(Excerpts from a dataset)
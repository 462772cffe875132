//! Parser for daily trivia files.
//!
//! # Format
//! One question per line, seven tab-separated fields:
//! ```text
//! date<TAB>index<TAB>topic<TAB>sub_topic<TAB>question<TAB>answer<TAB>image
//! ```
//! A file holds exactly 24 non-blank lines. Lines 1-6 form the first card,
//! 7-12 the second, and so on. Blank lines are ignored anywhere.

use crate::error::{ParseError, Result};
use crate::types::{
    Card, CardSet, Question, FIELDS_PER_LINE, LINES_PER_SET, QUESTIONS_PER_CARD,
};

const DELIMITER: char = '\t';

/// Parse a day's file into its four cards.
///
/// Parsing is all-or-nothing: any structural problem fails the whole file.
pub fn parse(content: &str) -> Result<CardSet> {
    let lines: Vec<&str> = content
        .split('\n')
        .filter(|line| !line.trim().is_empty())
        .collect();

    if lines.is_empty() {
        return Err(ParseError::EmptyInput);
    }
    if lines.len() != LINES_PER_SET {
        return Err(ParseError::LineCount {
            expected: LINES_PER_SET,
            actual: lines.len(),
        });
    }

    let mut cards = Vec::with_capacity(lines.len() / QUESTIONS_PER_CARD);
    for (chunk_idx, chunk) in lines.chunks_exact(QUESTIONS_PER_CARD).enumerate() {
        let questions = chunk
            .iter()
            .enumerate()
            .map(|(idx, line)| parse_line(line, chunk_idx * QUESTIONS_PER_CARD + idx))
            .collect::<Result<Vec<_>>>()?;
        cards.push(Card::from_chunk(questions));
    }

    tracing::debug!("Parsed {} cards from {} lines", cards.len(), lines.len());
    Ok(CardSet::from_cards(cards))
}

fn parse_line(line: &str, line_index: usize) -> Result<Question> {
    let fields: Vec<&str> = line.split(DELIMITER).collect();

    let &[date, index, topic, sub_topic, question, answer, image] = fields.as_slice() else {
        return Err(ParseError::FieldCount {
            expected: FIELDS_PER_LINE,
            actual: fields.len(),
            line_index,
        });
    };

    Ok(Question {
        date: date.to_string(),
        index: index.to_string(),
        topic: topic.to_string(),
        sub_topic: sub_topic.to_string(),
        question: question.to_string(),
        answer: answer.to_string(),
        image: image.to_string(),
    })
}
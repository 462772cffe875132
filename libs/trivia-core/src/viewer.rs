//! The viewer state machine: `NoSession` until a date loads, then `Active`.

use serde::{Deserialize, Serialize};

use crate::date::DateKey;
use crate::error::{FetchError, LoadError};
use crate::parser::parse;
use crate::session::{RevealStep, Session};
use crate::source::CardSource;

/// What happens to the current session when a load fails.
#[derive(Debug, Clone, Copy, PartialEq, Eq, Default, Serialize, Deserialize)]
#[serde(rename_all = "snake_case")]
pub enum FailurePolicy {
    /// Drop to `NoSession`.
    #[default]
    Reset,
    /// Leave the prior session in place.
    KeepPrevious,
}

impl FailurePolicy {
    pub fn as_str(&self) -> &'static str {
        match self {
            Self::Reset => "reset",
            Self::KeepPrevious => "keep_previous",
        }
    }

    pub fn from_str(s: &str) -> Option<Self> {
        match s {
            "reset" => Some(Self::Reset),
            "keep_previous" => Some(Self::KeepPrevious),
            _ => None,
        }
    }
}

/// Viewer lifecycle state.
#[derive(Debug, Clone, Copy, PartialEq, Eq, Serialize, Deserialize)]
#[serde(rename_all = "snake_case")]
pub enum Status {
    NoSession,
    Active,
}

/// Handle for an in-flight load. Only the most recently issued ticket can
/// commit.
#[derive(Debug)]
#[must_use = "a ticket must be passed to finish_load"]
pub struct LoadTicket {
    generation: u64,
    date: DateKey,
}

impl LoadTicket {
    pub fn date(&self) -> &DateKey {
        &self.date
    }

    pub fn generation(&self) -> u64 {
        self.generation
    }
}

/// Owns at most one session and applies commands to it.
#[derive(Debug, Default)]
pub struct Viewer {
    session: Option<Session>,
    generation: u64,
    policy: FailurePolicy,
}

impl Viewer {
    pub fn new(policy: FailurePolicy) -> Self {
        Self {
            session: None,
            generation: 0,
            policy,
        }
    }

    pub fn policy(&self) -> FailurePolicy {
        self.policy
    }

    pub fn status(&self) -> Status {
        match self.session {
            Some(_) => Status::Active,
            None => Status::NoSession,
        }
    }

    pub fn session(&self) -> Option<&Session> {
        self.session.as_ref()
    }

    /// Fetch, parse and install `date` as the active session.
    pub async fn load_date<S: CardSource>(
        &mut self,
        source: &S,
        date: &str,
    ) -> Result<&Session, LoadError> {
        let ticket = self.begin_load(date);
        let fetched = source.fetch(ticket.date()).await;
        self.finish_load(ticket, fetched)
    }

    /// Start a load. Any ticket issued earlier becomes stale.
    pub fn begin_load(&mut self, date: &str) -> LoadTicket {
        self.generation += 1;
        let date = DateKey::parse(date);
        if !date.is_calendar_date() {
            tracing::warn!("Loading malformed date {:?} from {}", date.raw(), date.data_path());
        }
        tracing::info!(generation = self.generation, "Loading cards from {}", date.data_path());
        LoadTicket {
            generation: self.generation,
            date,
        }
    }

    /// Commit the result of a fetch started with `begin_load`.
    ///
    /// A stale ticket leaves the state untouched and yields
    /// `LoadError::Superseded`.
    pub fn finish_load(
        &mut self,
        ticket: LoadTicket,
        fetched: Result<String, FetchError>,
    ) -> Result<&Session, LoadError> {
        if ticket.generation != self.generation {
            tracing::debug!(
                stale = ticket.generation,
                current = self.generation,
                "Discarding superseded load of {}",
                ticket.date
            );
            return Err(LoadError::Superseded {
                date: ticket.date.to_string(),
            });
        }

        match fetched.map_err(LoadError::from).and_then(|text| {
            parse(&text).map_err(LoadError::from)
        }) {
            Ok(cards) => {
                tracing::info!("Loaded {} cards for {}", cards.len(), ticket.date);
                Ok(&*self.session.insert(Session::new(ticket.date, cards)))
            }
            Err(e) => {
                tracing::warn!("Failed to load {}: {}", ticket.date, e);
                if self.policy == FailurePolicy::Reset {
                    self.session = None;
                }
                Err(e)
            }
        }
    }

    /// No-op without a session.
    pub fn reveal_next(&mut self) -> Option<RevealStep> {
        self.session.as_mut().map(Session::reveal_next)
    }

    pub fn go_to_next_card(&mut self) -> bool {
        self.session
            .as_mut()
            .is_some_and(Session::go_to_next_card)
    }

    pub fn go_to_previous_card(&mut self) -> bool {
        self.session
            .as_mut()
            .is_some_and(Session::go_to_previous_card)
    }
}
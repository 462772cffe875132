//! Error handling for the backend API

use axum::{
    http::StatusCode,
    response::{IntoResponse, Response},
    Json,
};
use serde::Serialize;
use thiserror::Error;
use trivia_core::{FetchError, LoadError, ParseError};

/// API error types
#[derive(Debug, Error)]
pub enum ApiError {
    #[error("Fetch error: {0}")]
    Fetch(#[from] FetchError),

    #[error("Parse error: {0}")]
    Parse(#[from] ParseError),

    #[error("Conflict: {0}")]
    Superseded(String),

    #[error("No flashcards loaded")]
    NoSession,
}

impl From<LoadError> for ApiError {
    fn from(error: LoadError) -> Self {
        match error {
            LoadError::Fetch(e) => Self::Fetch(e),
            LoadError::Parse(e) => Self::Parse(e),
            superseded @ LoadError::Superseded { .. } => Self::Superseded(superseded.to_string()),
        }
    }
}

/// Error response body
#[derive(Serialize)]
struct ErrorResponse {
    error: String,
    message: String,
}

impl IntoResponse for ApiError {
    fn into_response(self) -> Response {
        let (status, error_type) = match &self {
            ApiError::Fetch(FetchError::NotFound { .. })
            | ApiError::Fetch(FetchError::Status { status: 404, .. }) => {
                (StatusCode::NOT_FOUND, "not_found")
            }
            ApiError::Fetch(_) => (StatusCode::BAD_GATEWAY, "fetch_error"),
            ApiError::Parse(_) => (StatusCode::UNPROCESSABLE_ENTITY, "parse_error"),
            ApiError::Superseded(_) => (StatusCode::CONFLICT, "superseded"),
            ApiError::NoSession => (StatusCode::CONFLICT, "no_session"),
        };

        let body = Json(ErrorResponse {
            error: error_type.to_string(),
            message: self.to_string(),
        });

        (status, body).into_response()
    }
}

/// Result type alias for API operations
pub type Result<T> = std::result::Result<T, ApiError>;
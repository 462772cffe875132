//! Runtime configuration read from the environment.

use std::path::PathBuf;

use thiserror::Error;
use trivia_core::{DateKey, FailurePolicy};

#[derive(Debug, Error)]
pub enum ConfigError {
    #[error("{0} not set")]
    Missing(&'static str),
    #[error("invalid {name}: {value}")]
    Invalid { name: &'static str, value: String },
}

/// Where day files are fetched from.
#[derive(Debug, Clone, PartialEq, Eq)]
pub enum SourceConfig {
    /// Read `<data_dir>/<YYYYMM>/<YYYYMMDD>.txt` from disk.
    Fs,
    /// GET `<base_url>/data/<YYYYMM>/<YYYYMMDD>.txt`.
    Http { base_url: String },
}

#[derive(Debug, Clone)]
pub struct Config {
    pub host: String,
    pub port: u16,
    pub source: SourceConfig,
    pub data_dir: PathBuf,
    pub images_dir: PathBuf,
    pub initial_date: String,
    pub failure_policy: FailurePolicy,
}

impl Config {
    /// Build configuration from environment variables.
    ///
    /// Env vars (all optional unless noted):
    /// - HOST, PORT: listen address (`0.0.0.0:3000`)
    /// - DATA_SOURCE: `fs` or `http` (`fs`)
    /// - DATA_BASE_URL: required when DATA_SOURCE is `http`
    /// - DATA_DIR, IMAGES_DIR: static roots (`data`, `images`)
    /// - INITIAL_DATE: date loaded at startup (today, UTC)
    /// - LOAD_FAILURE_POLICY: `reset` or `keep_previous` (`reset`)
    pub fn from_env() -> Result<Self, ConfigError> {
        let host = env_or("HOST", "0.0.0.0");

        let port_raw = env_or("PORT", "3000");
        let port = port_raw.parse::<u16>().map_err(|_| ConfigError::Invalid {
            name: "PORT",
            value: port_raw.clone(),
        })?;

        let source = match env_or("DATA_SOURCE", "fs").as_str() {
            "fs" => SourceConfig::Fs,
            "http" => SourceConfig::Http {
                base_url: std::env::var("DATA_BASE_URL")
                    .map_err(|_| ConfigError::Missing("DATA_BASE_URL"))?,
            },
            other => {
                return Err(ConfigError::Invalid {
                    name: "DATA_SOURCE",
                    value: other.to_string(),
                })
            }
        };

        let policy_raw = env_or("LOAD_FAILURE_POLICY", FailurePolicy::default().as_str());
        let failure_policy =
            FailurePolicy::from_str(&policy_raw).ok_or_else(|| ConfigError::Invalid {
                name: "LOAD_FAILURE_POLICY",
                value: policy_raw.clone(),
            })?;

        Ok(Self {
            host,
            port,
            source,
            data_dir: PathBuf::from(env_or("DATA_DIR", "data")),
            images_dir: PathBuf::from(env_or("IMAGES_DIR", "images")),
            initial_date: std::env::var("INITIAL_DATE")
                .unwrap_or_else(|_| DateKey::today().to_string()),
            failure_policy,
        })
    }

    /// Local defaults rooted at `root`; used by tests and tooling.
    pub fn local(root: impl Into<PathBuf>) -> Self {
        let root = root.into();
        Self {
            host: "127.0.0.1".to_string(),
            port: 0,
            source: SourceConfig::Fs,
            data_dir: root.join("data"),
            images_dir: root.join("images"),
            initial_date: DateKey::today().to_string(),
            failure_policy: FailurePolicy::default(),
        }
    }

    pub fn addr(&self) -> String {
        format!("{}:{}", self.host, self.port)
    }
}

fn env_or(name: &str, default: &str) -> String {
    std::env::var(name).unwrap_or_else(|_| default.to_string())
}

#[cfg(test)]
mod tests {
    use super::*;

    #[test]
    fn local_config_roots_static_dirs() {
        let config = Config::local("/srv/trivia");
        assert_eq!(config.data_dir, PathBuf::from("/srv/trivia/data"));
        assert_eq!(config.images_dir, PathBuf::from("/srv/trivia/images"));
        assert_eq!(config.source, SourceConfig::Fs);
        assert_eq!(config.addr(), "127.0.0.1:0");
    }

    #[test]
    fn missing_base_url_message() {
        let error = ConfigError::Missing("DATA_BASE_URL");
        assert_eq!(error.to_string(), "DATA_BASE_URL not set");
    }
}
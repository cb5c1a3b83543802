//! Immutable configuration snapshot, loaded once at startup (spec §9: "global
//! mutable state for version and config" is recast as an immutable snapshot
//! taken at startup and passed by reference; reloads construct a new
//! snapshot, hot swaps are out of scope).

use crate::error::{OrchestratorError, Result};
use std::env;
use std::time::Duration;

#[derive(Debug, Clone)]
pub struct Config {
    pub master: MasterConfig,
    pub slave: SlaveConfig,
    pub timing: TimingConfig,
    pub circuit: CircuitConfig,
    pub supervisor: SupervisorConfig,
    pub data_dir: std::path::PathBuf,
}

#[derive(Debug, Clone)]
pub struct MasterConfig {
    pub host: String,
    pub port: u16,
    /// Optional bearer token guarding the master's mutating admin routes
    /// (`/slaves`, `/human-requests/*`). Unset in local/dev use; ambient
    /// addition beyond spec §6.5's enumerated variables, noted in DESIGN.md.
    pub admin_token: Option<String>,
    pub poll_wait: Duration,
}

#[derive(Debug, Clone)]
pub struct SlaveConfig {
    pub host: String,
    pub port: u16,
    /// Required only when running the `slave` subcommand.
    pub token: Option<String>,
    pub max_concurrent_executions: usize,
    pub execute_timeout: Duration,
    /// Allowlisted root for `/upload`; paths resolving outside it are rejected.
    pub upload_root: std::path::PathBuf,
    /// Working directory mounted into the container backend, and searched
    /// for a project-local virtualenv.
    pub working_root: std::path::PathBuf,
    pub container_image: Option<String>,
}

#[derive(Debug, Clone)]
pub struct TimingConfig {
    pub heartbeat_ttl: Duration,
    pub health_interval: Duration,
    pub task_timeout: Duration,
    pub max_attempts: u32,
    pub max_queue_size: usize,
}

#[derive(Debug, Clone)]
pub struct CircuitConfig {
    pub threshold: u32,
    pub cooldown: Duration,
}

#[derive(Debug, Clone)]
pub struct SupervisorConfig {
    pub restart_budget: u32,
    pub check_interval: Duration,
}

impl Config {
    /// Loads `.env` (best effort) then reads environment variables with the
    /// defaults in spec §6.5. Fails fast on malformed values; never applies
    /// a partially-valid config.
    pub fn load() -> Result<Self> {
        match dotenvy::dotenv() {
            Ok(path) => tracing::info!("loaded .env file from {:?}", path),
            Err(e) => tracing::debug!("no .env file loaded: {}", e),
        }

        let master = MasterConfig {
            host: env_or("MASTER_HOST", crate::constants::MASTER_DEFAULT_HOST),
            port: env_parse_or("MASTER_PORT", crate::constants::MASTER_DEFAULT_PORT)?,
            admin_token: env::var("MASTER_ADMIN_TOKEN").ok().filter(|s| !s.trim().is_empty()),
            poll_wait: Duration::from_secs(env_parse_or(
                "WORKER_POLL_WAIT_SECONDS",
                crate::constants::WORKER_POLL_WAIT_SECONDS,
            )?),
        };

        let data_dir = env::var("DATA_DIR")
            .map(std::path::PathBuf::from)
            .unwrap_or_else(|_| std::path::PathBuf::from("./data"));

        let slave = SlaveConfig {
            host: env_or("SLAVE_HOST", crate::constants::SLAVE_DEFAULT_HOST),
            port: env_parse_or("SLAVE_PORT", crate::constants::SLAVE_DEFAULT_PORT)?,
            token: env::var("SLAVE_TOKEN").ok().filter(|s| !s.trim().is_empty()),
            max_concurrent_executions: env_parse_or(
                "MAX_CONCURRENT_EXECUTIONS",
                crate::constants::MAX_CONCURRENT_EXECUTIONS,
            )?,
            execute_timeout: Duration::from_secs(env_parse_or(
                "SLAVE_EXECUTE_DEFAULT_TIMEOUT_SECONDS",
                crate::constants::SLAVE_EXECUTE_DEFAULT_TIMEOUT_SECONDS,
            )?),
            upload_root: env::var("SLAVE_UPLOAD_ROOT")
                .map(std::path::PathBuf::from)
                .unwrap_or_else(|_| data_dir.join("work")),
            working_root: env::var("SLAVE_WORKING_ROOT")
                .map(std::path::PathBuf::from)
                .unwrap_or_else(|_| data_dir.join("work")),
            container_image: env::var("SLAVE_CONTAINER_IMAGE").ok(),
        };

        let timing = TimingConfig {
            heartbeat_ttl: Duration::from_secs(env_parse_or(
                "HEARTBEAT_TTL_SECONDS",
                crate::constants::HEARTBEAT_TTL_SECONDS,
            )?),
            health_interval: Duration::from_secs(env_parse_or(
                "HEALTH_INTERVAL_SECONDS",
                crate::constants::HEALTH_INTERVAL_SECONDS,
            )?),
            task_timeout: Duration::from_secs(env_parse_or(
                "TASK_TIMEOUT_SECONDS",
                crate::constants::TASK_TIMEOUT_SECONDS,
            )?),
            max_attempts: env_parse_or("MAX_ATTEMPTS", crate::constants::MAX_ATTEMPTS)?,
            max_queue_size: env_parse_or("MAX_QUEUE_SIZE", crate::constants::MAX_QUEUE_SIZE)?,
        };

        let circuit = CircuitConfig {
            threshold: env_parse_or("CIRCUIT_THRESHOLD", crate::constants::CIRCUIT_THRESHOLD)?,
            cooldown: Duration::from_secs(env_parse_or(
                "CIRCUIT_COOLDOWN_SECONDS",
                crate::constants::CIRCUIT_COOLDOWN_SECONDS,
            )?),
        };

        let supervisor = SupervisorConfig {
            restart_budget: env_parse_or(
                "SUPERVISOR_RESTART_BUDGET",
                crate::constants::SUPERVISOR_RESTART_BUDGET,
            )?,
            check_interval: Duration::from_secs(env_parse_or(
                "SUPERVISOR_CHECK_INTERVAL_SECONDS",
                crate::constants::SUPERVISOR_CHECK_INTERVAL_SECONDS,
            )?),
        };

        Ok(Config {
            master,
            slave,
            timing,
            circuit,
            supervisor,
            data_dir,
        })
    }

    /// Fails if the `slave` subcommand was requested but no token is
    /// configured (spec §10.3: required when running as a slave, not a
    /// runtime 401 generator).
    pub fn require_slave_token(&self) -> Result<&str> {
        self.slave.token.as_deref().ok_or_else(|| {
            OrchestratorError::Config("SLAVE_TOKEN environment variable is required".to_string())
        })
    }
}

fn env_or(key: &str, default: &str) -> String {
    env::var(key).unwrap_or_else(|_| default.to_string())
}

fn env_parse_or<T>(key: &str, default: T) -> Result<T>
where
    T: std::str::FromStr,
{
    match env::var(key) {
        Ok(raw) => raw
            .parse()
            .map_err(|_| OrchestratorError::Config(format!("{key} is not a valid value: {raw}"))),
        Err(_) => Ok(default),
    }
}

(Your task) Using the data above, return each line that includes the word "FetchError".

(Written reply)
use crate::error::{FetchError, LoadError};
        fetched: Result<String, FetchError>,
use trivia_core::{FetchError, LoadError, ParseError};
    Fetch(#[from] FetchError),
            ApiError::Fetch(FetchError::NotFound { .. })
            | ApiError::Fetch(FetchError::Status { status: 404, .. }) => {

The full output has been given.